A recent article in The Wall Street Journal highlights the increased quantitative assessment of “patient activation”. What was once more of a feel-based measure can now be scored on a 0 to 100 scale by asking patients how strongly they agree with a series of statements, such as “I am confident that I can tell a doctor my concerns, even when he or she does not ask.”
The article also cites a study conducted by Fairview Health Services in Minneapolis, where across a sample of more than 33,000 patients, those with the lowest activation scores had medical costs up to 21% higher than those with the highest scores. Readmission rates are higher among the lowest activation scores as well. The Journal of General Internal Medicine found that this group has nearly twice the risk of 30-day post-discharge hospital admission as patients with higher activation.
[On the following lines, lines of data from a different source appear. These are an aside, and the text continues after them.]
//! `Json` and `Path` extractors whose rejections go through [`AppError`], so a
//! malformed body or path answers with the usual `{"message"}` 400.

use axum::{
    extract::{
        rejection::{JsonRejection, PathRejection},
        FromRequest, FromRequestParts,
    },
    response::{IntoResponse, Response},
};
use serde::Serialize;
use tracing::warn;

use crate::error::AppError;

#[derive(Debug, FromRequest)]
#[from_request(via(axum::Json), rejection(AppError))]
pub struct Json<T>(pub T);

impl<T: Serialize> IntoResponse for Json<T> {
    fn into_response(self) -> Response {
        axum::Json(self.0).into_response()
    }
}

#[derive(Debug, FromRequestParts)]
#[from_request(via(axum::extract::Path), rejection(AppError))]
pub struct Path<T>(pub T);

impl From<JsonRejection> for AppError {
    fn from(rejection: JsonRejection) -> Self {
        warn!(error = %rejection, "rejected json body");
        AppError::bad_request(rejection.body_text())
    }
}

impl From<PathRejection> for AppError {
    fn from(rejection: PathRejection) -> Self {
        warn!(error = %rejection, "rejected path");
        AppError::bad_request(rejection.body_text())
    }
}
use crate::state::AppState;
use axum::Router;

pub mod dto;
pub mod handlers;
pub mod repo_types;
pub mod services;

pub fn router() -> Router<AppState> {
    Router::new().merge(handlers::user_routes())
}
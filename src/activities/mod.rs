use crate::state::AppState;
use axum::Router;

pub mod dto;
pub mod handlers;
pub mod repo_types;
pub mod services;

pub fn router() -> Router<AppState> {
    Router::new().merge(handlers::activity_routes())
}
use axum::{
    http::StatusCode,
    response::{IntoResponse, Response},
    Json,
};
use serde_json::json;
use tracing::error;

/// Failure taxonomy shared by every handler. Each variant maps to exactly one
/// status code; the message is what the client sees.
#[derive(Debug, thiserror::Error)]
pub enum AppError {
    #[error("{0}")]
    BadRequest(String),
    #[error("{0}")]
    Unauthorized(String),
    #[error("{0}")]
    Forbidden(String),
    #[error("{0}")]
    NotFound(String),
    #[error("{0}")]
    Conflict(String),
    #[error(transparent)]
    Internal(#[from] anyhow::Error),
}

impl AppError {
    pub fn bad_request(msg: impl Into<String>) -> Self {
        Self::BadRequest(msg.into())
    }

    pub fn unauthorized(msg: impl Into<String>) -> Self {
        Self::Unauthorized(msg.into())
    }

    pub fn forbidden(msg: impl Into<String>) -> Self {
        Self::Forbidden(msg.into())
    }

    pub fn not_found(msg: impl Into<String>) -> Self {
        Self::NotFound(msg.into())
    }

    pub fn conflict(msg: impl Into<String>) -> Self {
        Self::Conflict(msg.into())
    }

    pub fn status(&self) -> StatusCode {
        match self {
            Self::BadRequest(_) => StatusCode::BAD_REQUEST,
            Self::Unauthorized(_) => StatusCode::UNAUTHORIZED,
            Self::Forbidden(_) => StatusCode::FORBIDDEN,
            Self::NotFound(_) => StatusCode::NOT_FOUND,
            Self::Conflict(_) => StatusCode::CONFLICT,
            Self::Internal(_) => StatusCode::INTERNAL_SERVER_ERROR,
        }
    }
}

impl IntoResponse for AppError {
    fn into_response(self) -> Response {
        let status = self.status();
        let message = match &self {
            Self::Internal(e) => {
                error!(error = ?e, "internal error");
                "Server error".to_string()
            }
            other => other.to_string(),
        };
        (status, Json(json!({ "message": message }))).into_response()
    }
}
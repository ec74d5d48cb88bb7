use sqlx::FromRow;
use time::OffsetDateTime;
use uuid::Uuid;

/// Project row with its member ids aggregated in join order.
#[derive(Debug, Clone, FromRow)]
pub struct Project {
    pub id: Uuid,
    pub name: String,
    pub description: String,
    pub created_by: Uuid,
    pub members: Vec<Uuid>,
    pub created_at: OffsetDateTime,
}

impl Project {
    pub fn is_member(&self, user_id: Uuid) -> bool {
        self.members.contains(&user_id)
    }
}
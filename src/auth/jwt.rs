use std::time::Duration;

use axum::{
    async_trait,
    extract::{FromRef, FromRequestParts},
    http::request::Parts,
};
use jsonwebtoken::{decode, encode, DecodingKey, EncodingKey, Header, Validation};
use time::{Duration as TimeDuration, OffsetDateTime};
use tracing::{debug, warn};
use uuid::Uuid;

use super::claims::Claims;
use crate::{
    config::JwtConfig,
    error::AppError,
    state::AppState,
    users::repo_types::{Role, User},
};

/// Holds JWT signing and verification keys with config data.
#[derive(Clone)]
pub struct JwtKeys {
    pub encoding: EncodingKey,
    pub decoding: DecodingKey,
    pub issuer: String,
    pub audience: String,
    pub ttl: Duration,
}

impl FromRef<AppState> for JwtKeys {
    fn from_ref(state: &AppState) -> Self {
        JwtKeys::from_config(&state.config.jwt)
    }
}

impl JwtKeys {
    pub fn from_config(cfg: &JwtConfig) -> Self {
        Self {
            encoding: EncodingKey::from_secret(cfg.secret.as_bytes()),
            decoding: DecodingKey::from_secret(cfg.secret.as_bytes()),
            issuer: cfg.issuer.clone(),
            audience: cfg.audience.clone(),
            ttl: Duration::from_secs((cfg.ttl_minutes.max(0) as u64) * 60),
        }
    }

    pub fn sign(&self, user: &User) -> anyhow::Result<String> {
        let now = OffsetDateTime::now_utc();
        let exp = now + TimeDuration::seconds(self.ttl.as_secs() as i64);
        let claims = Claims {
            sub: user.id,
            username: user.username.clone(),
            email: user.email.clone(),
            role: user.role,
            iat: now.unix_timestamp() as usize,
            exp: exp.unix_timestamp() as usize,
            iss: self.issuer.clone(),
            aud: self.audience.clone(),
        };
        let token = encode(&Header::default(), &claims, &self.encoding)?;
        debug!(user_id = %user.id, role = %user.role, "jwt signed");
        Ok(token)
    }

    pub fn verify(&self, token: &str) -> anyhow::Result<Claims> {
        let mut validation = Validation::default();
        validation.set_audience(std::slice::from_ref(&self.audience));
        validation.set_issuer(std::slice::from_ref(&self.issuer));
        let data = decode::<Claims>(token, &self.decoding, &validation)?;
        debug!(user_id = %data.claims.sub, "jwt verified");
        Ok(data.claims)
    }
}

/// Caller identity decoded from the bearer token. Handlers receive it as an
/// argument and pass it down to every service call.
#[derive(Debug, Clone)]
pub struct AuthUser {
    pub id: Uuid,
    pub username: String,
    pub role: Role,
}

impl From<Claims> for AuthUser {
    fn from(c: Claims) -> Self {
        Self {
            id: c.sub,
            username: c.username,
            role: c.role,
        }
    }
}

#[async_trait]
impl<S> FromRequestParts<S> for AuthUser
where
    S: Send + Sync,
    JwtKeys: FromRef<S>,
{
    type Rejection = AppError;

    async fn from_request_parts(parts: &mut Parts, state: &S) -> Result<Self, Self::Rejection> {
        let keys = JwtKeys::from_ref(state);
        let auth_header = parts
            .headers
            .get(axum::http::header::AUTHORIZATION)
            .and_then(|v| v.to_str().ok())
            .ok_or_else(|| AppError::unauthorized("No token provided"))?;

        let token = auth_header
            .strip_prefix("Bearer ")
            .or_else(|| auth_header.strip_prefix("bearer "))
            .ok_or_else(|| AppError::unauthorized("Invalid Authorization header"))?;

        match keys.verify(token) {
            Ok(claims) => Ok(AuthUser::from(claims)),
            Err(_) => {
                warn!("invalid or expired token");
                Err(AppError::unauthorized("Invalid token"))
            }
        }
    }
}
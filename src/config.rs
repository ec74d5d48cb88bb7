use serde::Deserialize;

#[derive(Debug, Clone, Deserialize)]
pub struct JwtConfig {
    pub secret: String,
    pub issuer: String,
    pub audience: String,
    pub ttl_minutes: i64,
}

#[derive(Debug, Clone, Deserialize)]
pub struct AppConfig {
    pub database_url: String,
    pub db_max_connections: u32,
    pub jwt: JwtConfig,
}

impl AppConfig {
    pub fn from_env() -> anyhow::Result<Self> {
        let database_url = std::env::var("DATABASE_URL")?;
        let db_max_connections = std::env::var("DB_MAX_CONNECTIONS")
            .ok()
            .and_then(|v| v.parse::<u32>().ok())
            .unwrap_or(10);
        let jwt = JwtConfig {
            secret: std::env::var("JWT_SECRET")?,
            issuer: std::env::var("JWT_ISSUER").unwrap_or_else(|_| "tracker".into()),
            audience: std::env::var("JWT_AUDIENCE").unwrap_or_else(|_| "tracker-users".into()),
            ttl_minutes: std::env::var("JWT_TTL_MINUTES")
                .ok()
                .and_then(|v| v.parse::<i64>().ok())
                .unwrap_or(60),
        };
        Ok(Self {
            database_url,
            db_max_connections,
            jwt,
        })
    }
}
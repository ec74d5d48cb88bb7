mod activities;
mod app;
mod auth;
mod config;
mod error;
mod extract;
mod policy;
mod projects;
mod state;
mod store;
mod users;
mod work_items;

#[tokio::main]
async fn main() -> anyhow::Result<()> {
    dotenvy::dotenv().ok();

    let env_filter = std::env::var("RUST_LOG")
        .unwrap_or_else(|_| "tracker=debug,axum=info,tower_http=info".to_string());
    let json_logs = std::env::var("LOG_FORMAT")
        .map(|v| v == "json")
        .unwrap_or(false);

    if json_logs {
        tracing_subscriber::fmt()
            .with_env_filter(env_filter)
            .with_target(false)
            .json()
            .init();
    } else {
        tracing_subscriber::fmt().with_env_filter(env_filter).init();
    }

    let state = state::AppState::init().await?;
    app::serve(app::build_app(state)).await
}
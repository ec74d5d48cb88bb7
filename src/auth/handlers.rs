use axum::{
    extract::{FromRef, State},
    http::StatusCode,
    routing::{get, post},
    Router,
};
use tracing::instrument;

use crate::{
    auth::{
        dto::{
            LoginRequest, LoginResponse, PasswordSetupResponse, SignupRequest, SignupResponse,
            TokenResponse,
        },
        jwt::{AuthUser, JwtKeys},
        services::{self, LoginOutcome},
    },
    error::AppError,
    extract::Json,
    state::AppState,
    users::dto::PublicUser,
};

pub fn auth_routes() -> Router<AppState> {
    Router::new()
        .route("/auth/signup", post(signup))
        .route("/auth/login", post(login))
        .route("/auth/me", get(get_me))
}

#[instrument(skip(state, payload))]
pub async fn signup(
    State(state): State<AppState>,
    Json(payload): Json<SignupRequest>,
) -> Result<(StatusCode, Json<SignupResponse>), AppError> {
    let user = services::signup(
        state.store.as_ref(),
        &payload.username,
        &payload.email,
        &payload.password,
    )
    .await?;

    Ok((
        StatusCode::CREATED,
        Json(SignupResponse {
            message: "User created".into(),
            user: user.into(),
        }),
    ))
}

#[instrument(skip(state, payload))]
pub async fn login(
    State(state): State<AppState>,
    Json(payload): Json<LoginRequest>,
) -> Result<Json<LoginResponse>, AppError> {
    let keys = JwtKeys::from_ref(&state);
    let outcome =
        services::login(state.store.as_ref(), &keys, &payload.email, &payload.password).await?;

    Ok(Json(match outcome {
        LoginOutcome::Authenticated { token, user } => LoginResponse::Token(TokenResponse {
            token,
            user: user.into(),
        }),
        LoginOutcome::PasswordSetupRequired { email } => {
            LoginResponse::PasswordSetup(PasswordSetupResponse {
                password_setup_required: true,
                email,
            })
        }
    }))
}

#[instrument(skip(state))]
pub async fn get_me(
    State(state): State<AppState>,
    caller: AuthUser,
) -> Result<Json<PublicUser>, AppError> {
    let user = state
        .store
        .find_user_by_id(caller.id)
        .await?
        .ok_or_else(|| AppError::unauthorized("User not found"))?;
    Ok(Json(user.into()))
}
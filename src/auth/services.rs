use lazy_static::lazy_static;
use regex::Regex;
use tracing::{info, warn};

use super::{jwt::JwtKeys, password};
use crate::{
    error::AppError,
    store::Store,
    users::repo_types::{NewUser, Role, User},
};

const MIN_PASSWORD_LEN: usize = 8;

pub(crate) fn is_valid_email(email: &str) -> bool {
    lazy_static! {
        static ref EMAIL_RE: Regex = Regex::new(r"^[^@\s]+@[^@\s]+\.[^@\s]+$").unwrap();
    }
    EMAIL_RE.is_match(email)
}

/// Trims and lowercases, then rejects anything that is not `x@y.z`.
pub(crate) fn normalize_email(raw: &str) -> Result<String, AppError> {
    let email = raw.trim().to_lowercase();
    if !is_valid_email(&email) {
        warn!(email = %email, "invalid email");
        return Err(AppError::bad_request("Invalid email"));
    }
    Ok(email)
}

pub(crate) fn normalize_username(raw: &str) -> Result<String, AppError> {
    let username = raw.trim();
    if username.is_empty() {
        return Err(AppError::bad_request("Username is required"));
    }
    Ok(username.to_string())
}

pub(crate) fn check_password(plain: &str) -> Result<(), AppError> {
    if plain.len() < MIN_PASSWORD_LEN {
        warn!("password too short");
        return Err(AppError::bad_request("Password too short"));
    }
    Ok(())
}

/// Fails with Conflict when either the username or the email is already used.
pub(crate) async fn ensure_unique(
    store: &dyn Store,
    username: &str,
    email: &str,
) -> Result<(), AppError> {
    if store.find_user_by_email(email).await?.is_some() {
        warn!(email = %email, "email already registered");
        return Err(AppError::conflict("Email already registered"));
    }
    if store.find_user_by_username(username).await?.is_some() {
        warn!(username = %username, "username already taken");
        return Err(AppError::conflict("Username already taken"));
    }
    Ok(())
}

/// Creates an active account. The very first account becomes admin.
pub async fn signup(
    store: &dyn Store,
    username: &str,
    email: &str,
    plain_password: &str,
) -> Result<User, AppError> {
    let username = normalize_username(username)?;
    let email = normalize_email(email)?;
    check_password(plain_password)?;
    ensure_unique(store, &username, &email).await?;

    let role = if store.count_users().await? == 0 {
        Role::Admin
    } else {
        Role::User
    };
    let hash = password::hash_password(plain_password)?;
    let user = store
        .insert_user(NewUser {
            username,
            email,
            password_hash: Some(hash),
            role,
        })
        .await?;

    info!(user_id = %user.id, role = %user.role, "user signed up");
    Ok(user)
}

#[derive(Debug)]
pub enum LoginOutcome {
    Authenticated { token: String, user: User },
    /// Invited account without a password yet.
    PasswordSetupRequired { email: String },
}

pub async fn login(
    store: &dyn Store,
    keys: &JwtKeys,
    email: &str,
    plain_password: &str,
) -> Result<LoginOutcome, AppError> {
    let email = email.trim().to_lowercase();

    let Some(user) = store.find_user_by_email(&email).await? else {
        warn!(email = %email, "login unknown email");
        return Err(AppError::not_found("User not found"));
    };

    let Some(hash) = user.password_hash.as_deref() else {
        info!(user_id = %user.id, "login requires password setup");
        return Ok(LoginOutcome::PasswordSetupRequired { email: user.email });
    };

    if !password::verify_password(plain_password, hash)? {
        warn!(user_id = %user.id, "login invalid password");
        return Err(AppError::unauthorized("Invalid credentials"));
    }

    let token = keys.sign(&user)?;
    info!(user_id = %user.id, "user logged in");
    Ok(LoginOutcome::Authenticated { token, user })
}

/// Activates an invited account. Refuses accounts that already have a
/// password so the endpoint cannot be used to reset one.
pub async fn set_password(
    store: &dyn Store,
    email: &str,
    plain_password: &str,
) -> Result<(), AppError> {
    let email = email.trim().to_lowercase();
    check_password(plain_password)?;

    let Some(user) = store.find_user_by_email(&email).await? else {
        return Err(AppError::not_found("User not found"));
    };
    if user.is_active() {
        warn!(user_id = %user.id, "set-password on active account");
        return Err(AppError::bad_request("Password already set"));
    }

    let hash = password::hash_password(plain_password)?;
    store.set_password_hash(user.id, &hash).await?;
    info!(user_id = %user.id, "account activated");
    Ok(())
}
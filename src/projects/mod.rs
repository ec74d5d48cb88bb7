use crate::state::AppState;
use axum::Router;

pub mod dto;
pub mod handlers;
pub mod repo_types;
pub mod services;

pub fn router() -> Router<AppState> {
    Router::new().merge(handlers::project_routes())
}
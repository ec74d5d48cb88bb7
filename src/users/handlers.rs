use axum::{
    extract::State,
    http::StatusCode,
    routing::{get, post, put},
    Router,
};
use tracing::instrument;
use uuid::Uuid;

use super::{
    dto::{
        AddUserRequest, InviteRequest, MessageResponse, PublicUser, SetPasswordRequest,
        UpdateUserRequest,
    },
    services,
};
use crate::{
    auth::{services as auth_services, AuthUser},
    error::AppError,
    extract::{Json, Path},
    state::AppState,
};

pub fn user_routes() -> Router<AppState> {
    Router::new()
        .route("/users", get(list_users).post(add_user))
        .route("/users/invite", post(invite_user))
        .route("/users/set-password", post(set_password))
        .route("/users/:id", put(update_user).delete(remove_user))
}

#[instrument(skip(state))]
pub async fn list_users(
    State(state): State<AppState>,
    caller: AuthUser,
) -> Result<Json<Vec<PublicUser>>, AppError> {
    let users = services::list_users(state.store.as_ref(), &caller).await?;
    Ok(Json(users.into_iter().map(PublicUser::from).collect()))
}

#[instrument(skip(state, payload))]
pub async fn invite_user(
    State(state): State<AppState>,
    caller: AuthUser,
    Json(payload): Json<InviteRequest>,
) -> Result<(StatusCode, Json<PublicUser>), AppError> {
    let user = services::invite(state.store.as_ref(), &caller, payload).await?;
    Ok((StatusCode::CREATED, Json(user.into())))
}

#[instrument(skip(state, payload))]
pub async fn add_user(
    State(state): State<AppState>,
    caller: AuthUser,
    Json(payload): Json<AddUserRequest>,
) -> Result<(StatusCode, Json<PublicUser>), AppError> {
    let user = services::add_user(state.store.as_ref(), &caller, payload).await?;
    Ok((StatusCode::CREATED, Json(user.into())))
}

#[instrument(skip(state, payload))]
pub async fn update_user(
    State(state): State<AppState>,
    caller: AuthUser,
    Path(id): Path<Uuid>,
    Json(payload): Json<UpdateUserRequest>,
) -> Result<Json<PublicUser>, AppError> {
    let user = services::update_user(state.store.as_ref(), &caller, id, payload).await?;
    Ok(Json(user.into()))
}

#[instrument(skip(state))]
pub async fn remove_user(
    State(state): State<AppState>,
    caller: AuthUser,
    Path(id): Path<Uuid>,
) -> Result<Json<MessageResponse>, AppError> {
    services::remove_user(state.store.as_ref(), &caller, id).await?;
    Ok(Json(MessageResponse::new("User removed")))
}

/// Public: activates an invited account.
#[instrument(skip(state, payload))]
pub async fn set_password(
    State(state): State<AppState>,
    Json(payload): Json<SetPasswordRequest>,
) -> Result<Json<MessageResponse>, AppError> {
    auth_services::set_password(state.store.as_ref(), &payload.email, &payload.password).await?;
    Ok(Json(MessageResponse::new("Password set successfully")))
}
So what actions can providers take to increase patients’ confidence in managing their health? Increased communication should certainly be a key area of emphasis. Automating those communications while offering interactive response options via phone calls, emails and text messages can be an effective method for increasing reach without sacrificing opportunities for quality interactions.
As Dr. Eric Bieber of University Hospitals says in the WSJ article: “Part of the challenge is how to touch all the people you have to touch, and will anyone have the resources.”
How are you connecting with patients to help them feel more engaged and in control of their care? What tools and strategies are you implementing to “touch all the people you have to touch”?